**Task statement**
Every line of the listing that holds the word "Property" should be returned.

**Data supplied**
____

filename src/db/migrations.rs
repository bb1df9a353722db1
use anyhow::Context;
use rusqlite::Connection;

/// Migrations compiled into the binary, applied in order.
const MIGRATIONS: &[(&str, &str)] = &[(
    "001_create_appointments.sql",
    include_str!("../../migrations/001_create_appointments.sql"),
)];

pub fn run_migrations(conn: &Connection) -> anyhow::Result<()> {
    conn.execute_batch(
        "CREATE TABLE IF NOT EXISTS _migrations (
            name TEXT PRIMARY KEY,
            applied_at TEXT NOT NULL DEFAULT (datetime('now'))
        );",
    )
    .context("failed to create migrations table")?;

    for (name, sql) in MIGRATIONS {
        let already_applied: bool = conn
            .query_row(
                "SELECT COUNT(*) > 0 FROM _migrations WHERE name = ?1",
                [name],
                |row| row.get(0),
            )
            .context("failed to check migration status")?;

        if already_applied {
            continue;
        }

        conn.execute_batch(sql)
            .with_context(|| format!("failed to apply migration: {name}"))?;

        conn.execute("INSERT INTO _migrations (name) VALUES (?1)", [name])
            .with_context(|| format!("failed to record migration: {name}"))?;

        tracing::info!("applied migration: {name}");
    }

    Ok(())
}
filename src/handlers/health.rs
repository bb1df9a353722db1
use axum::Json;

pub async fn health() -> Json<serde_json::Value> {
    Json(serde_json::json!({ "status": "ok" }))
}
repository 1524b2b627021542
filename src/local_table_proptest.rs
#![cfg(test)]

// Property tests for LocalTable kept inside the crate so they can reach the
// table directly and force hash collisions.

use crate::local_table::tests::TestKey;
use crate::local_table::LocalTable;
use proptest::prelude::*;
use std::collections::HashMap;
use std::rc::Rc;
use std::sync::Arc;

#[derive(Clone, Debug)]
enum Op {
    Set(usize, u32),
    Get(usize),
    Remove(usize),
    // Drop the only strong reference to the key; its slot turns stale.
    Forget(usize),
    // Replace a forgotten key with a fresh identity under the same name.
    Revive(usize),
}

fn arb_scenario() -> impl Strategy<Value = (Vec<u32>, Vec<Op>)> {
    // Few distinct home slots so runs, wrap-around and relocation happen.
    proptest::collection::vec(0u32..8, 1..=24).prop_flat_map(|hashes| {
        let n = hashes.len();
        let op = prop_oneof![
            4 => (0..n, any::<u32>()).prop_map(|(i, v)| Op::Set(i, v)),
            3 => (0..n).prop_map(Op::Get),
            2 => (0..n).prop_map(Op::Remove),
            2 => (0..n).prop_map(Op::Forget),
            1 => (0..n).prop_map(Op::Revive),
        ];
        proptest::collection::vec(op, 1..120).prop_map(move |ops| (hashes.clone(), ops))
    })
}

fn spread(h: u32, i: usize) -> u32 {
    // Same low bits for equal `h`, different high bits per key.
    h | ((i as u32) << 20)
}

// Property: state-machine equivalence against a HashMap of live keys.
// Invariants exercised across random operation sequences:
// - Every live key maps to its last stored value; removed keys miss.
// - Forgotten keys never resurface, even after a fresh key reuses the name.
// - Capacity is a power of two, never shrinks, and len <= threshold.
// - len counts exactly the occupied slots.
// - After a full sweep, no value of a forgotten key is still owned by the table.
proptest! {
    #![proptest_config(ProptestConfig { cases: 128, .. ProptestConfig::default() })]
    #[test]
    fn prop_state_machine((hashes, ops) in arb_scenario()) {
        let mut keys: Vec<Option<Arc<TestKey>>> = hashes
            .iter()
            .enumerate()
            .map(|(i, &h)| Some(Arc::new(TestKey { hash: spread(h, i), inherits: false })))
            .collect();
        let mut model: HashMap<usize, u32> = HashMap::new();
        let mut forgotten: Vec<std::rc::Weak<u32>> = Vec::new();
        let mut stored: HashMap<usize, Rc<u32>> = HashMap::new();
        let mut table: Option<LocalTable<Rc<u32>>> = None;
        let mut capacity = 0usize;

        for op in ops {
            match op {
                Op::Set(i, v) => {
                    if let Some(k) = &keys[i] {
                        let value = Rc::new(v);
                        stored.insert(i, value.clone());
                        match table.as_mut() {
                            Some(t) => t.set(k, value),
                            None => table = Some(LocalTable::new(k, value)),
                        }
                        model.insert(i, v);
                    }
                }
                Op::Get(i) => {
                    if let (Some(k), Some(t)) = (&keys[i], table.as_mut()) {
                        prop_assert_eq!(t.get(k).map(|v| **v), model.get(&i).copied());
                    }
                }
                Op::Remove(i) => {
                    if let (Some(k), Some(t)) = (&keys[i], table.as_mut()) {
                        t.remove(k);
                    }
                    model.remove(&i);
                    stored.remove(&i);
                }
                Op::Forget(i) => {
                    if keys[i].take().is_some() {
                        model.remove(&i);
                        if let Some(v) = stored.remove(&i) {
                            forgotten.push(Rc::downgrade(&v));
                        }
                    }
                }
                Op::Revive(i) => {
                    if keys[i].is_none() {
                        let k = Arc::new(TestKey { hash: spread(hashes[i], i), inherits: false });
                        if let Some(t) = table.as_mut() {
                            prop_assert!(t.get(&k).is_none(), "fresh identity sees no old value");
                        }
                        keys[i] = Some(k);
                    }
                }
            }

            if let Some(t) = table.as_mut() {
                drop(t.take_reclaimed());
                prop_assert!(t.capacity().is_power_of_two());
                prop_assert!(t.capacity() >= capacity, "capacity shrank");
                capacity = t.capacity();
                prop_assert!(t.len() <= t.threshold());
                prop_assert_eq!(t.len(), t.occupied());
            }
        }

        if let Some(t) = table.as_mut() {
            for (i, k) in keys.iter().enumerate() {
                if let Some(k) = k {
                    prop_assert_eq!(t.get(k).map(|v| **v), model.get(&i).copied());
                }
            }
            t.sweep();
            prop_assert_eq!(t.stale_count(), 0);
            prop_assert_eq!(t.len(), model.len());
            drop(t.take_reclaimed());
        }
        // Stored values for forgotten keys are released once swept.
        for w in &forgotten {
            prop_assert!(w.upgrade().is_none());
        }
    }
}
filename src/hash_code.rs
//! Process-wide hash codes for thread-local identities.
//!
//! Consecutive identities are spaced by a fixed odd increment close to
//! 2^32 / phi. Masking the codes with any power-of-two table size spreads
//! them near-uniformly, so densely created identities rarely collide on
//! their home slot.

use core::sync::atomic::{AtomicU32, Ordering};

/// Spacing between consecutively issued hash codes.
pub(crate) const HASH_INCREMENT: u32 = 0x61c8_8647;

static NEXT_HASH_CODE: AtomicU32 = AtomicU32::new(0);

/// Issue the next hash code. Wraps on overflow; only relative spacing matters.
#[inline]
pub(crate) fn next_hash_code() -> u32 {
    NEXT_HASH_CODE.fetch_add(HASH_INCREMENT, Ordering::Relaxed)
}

____

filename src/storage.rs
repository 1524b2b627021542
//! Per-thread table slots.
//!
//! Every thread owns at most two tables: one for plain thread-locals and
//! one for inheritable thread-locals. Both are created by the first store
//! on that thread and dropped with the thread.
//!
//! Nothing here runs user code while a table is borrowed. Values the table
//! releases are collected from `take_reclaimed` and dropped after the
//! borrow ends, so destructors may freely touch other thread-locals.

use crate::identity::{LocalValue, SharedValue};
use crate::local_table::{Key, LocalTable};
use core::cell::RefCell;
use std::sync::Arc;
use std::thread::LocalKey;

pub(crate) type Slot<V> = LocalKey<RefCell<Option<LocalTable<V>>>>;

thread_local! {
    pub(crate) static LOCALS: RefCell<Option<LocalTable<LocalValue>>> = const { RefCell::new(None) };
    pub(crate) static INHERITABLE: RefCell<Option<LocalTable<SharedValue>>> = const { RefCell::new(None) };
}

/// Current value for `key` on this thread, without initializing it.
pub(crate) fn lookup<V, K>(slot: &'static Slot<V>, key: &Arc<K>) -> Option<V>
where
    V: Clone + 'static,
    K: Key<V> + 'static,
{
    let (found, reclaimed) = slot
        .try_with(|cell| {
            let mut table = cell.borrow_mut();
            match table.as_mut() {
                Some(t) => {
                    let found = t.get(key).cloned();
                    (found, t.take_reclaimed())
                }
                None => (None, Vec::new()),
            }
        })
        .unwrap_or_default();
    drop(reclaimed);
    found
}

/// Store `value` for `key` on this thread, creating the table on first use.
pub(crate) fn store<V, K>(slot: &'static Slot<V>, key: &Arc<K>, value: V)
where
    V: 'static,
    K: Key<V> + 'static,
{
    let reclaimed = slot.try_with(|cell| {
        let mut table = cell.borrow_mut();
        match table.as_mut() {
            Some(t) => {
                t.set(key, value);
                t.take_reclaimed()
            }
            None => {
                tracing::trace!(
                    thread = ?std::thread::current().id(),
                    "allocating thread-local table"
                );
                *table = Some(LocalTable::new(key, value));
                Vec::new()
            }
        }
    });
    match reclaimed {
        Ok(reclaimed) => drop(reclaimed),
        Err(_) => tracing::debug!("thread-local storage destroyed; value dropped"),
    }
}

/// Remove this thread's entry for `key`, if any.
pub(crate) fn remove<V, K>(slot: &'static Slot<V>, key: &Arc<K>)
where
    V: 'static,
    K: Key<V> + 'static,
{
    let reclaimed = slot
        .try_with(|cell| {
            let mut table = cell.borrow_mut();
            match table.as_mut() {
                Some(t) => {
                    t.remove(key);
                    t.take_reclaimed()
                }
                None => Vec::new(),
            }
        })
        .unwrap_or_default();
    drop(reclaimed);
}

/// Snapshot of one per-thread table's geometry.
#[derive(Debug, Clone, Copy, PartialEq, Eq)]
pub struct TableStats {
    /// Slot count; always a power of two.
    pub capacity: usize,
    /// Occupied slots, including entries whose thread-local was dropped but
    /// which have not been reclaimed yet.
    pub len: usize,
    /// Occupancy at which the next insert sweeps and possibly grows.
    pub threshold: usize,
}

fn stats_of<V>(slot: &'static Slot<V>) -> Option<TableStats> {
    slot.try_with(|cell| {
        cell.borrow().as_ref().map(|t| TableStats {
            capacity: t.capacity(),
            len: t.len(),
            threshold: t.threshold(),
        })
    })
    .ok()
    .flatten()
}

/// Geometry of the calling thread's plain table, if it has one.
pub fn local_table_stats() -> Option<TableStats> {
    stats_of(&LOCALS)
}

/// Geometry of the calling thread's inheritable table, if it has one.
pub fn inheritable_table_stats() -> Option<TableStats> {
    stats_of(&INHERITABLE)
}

____

**The completed task**
// Property tests for LocalTable kept inside the crate so they can reach the
// Property: state-machine equivalence against a HashMap of live keys.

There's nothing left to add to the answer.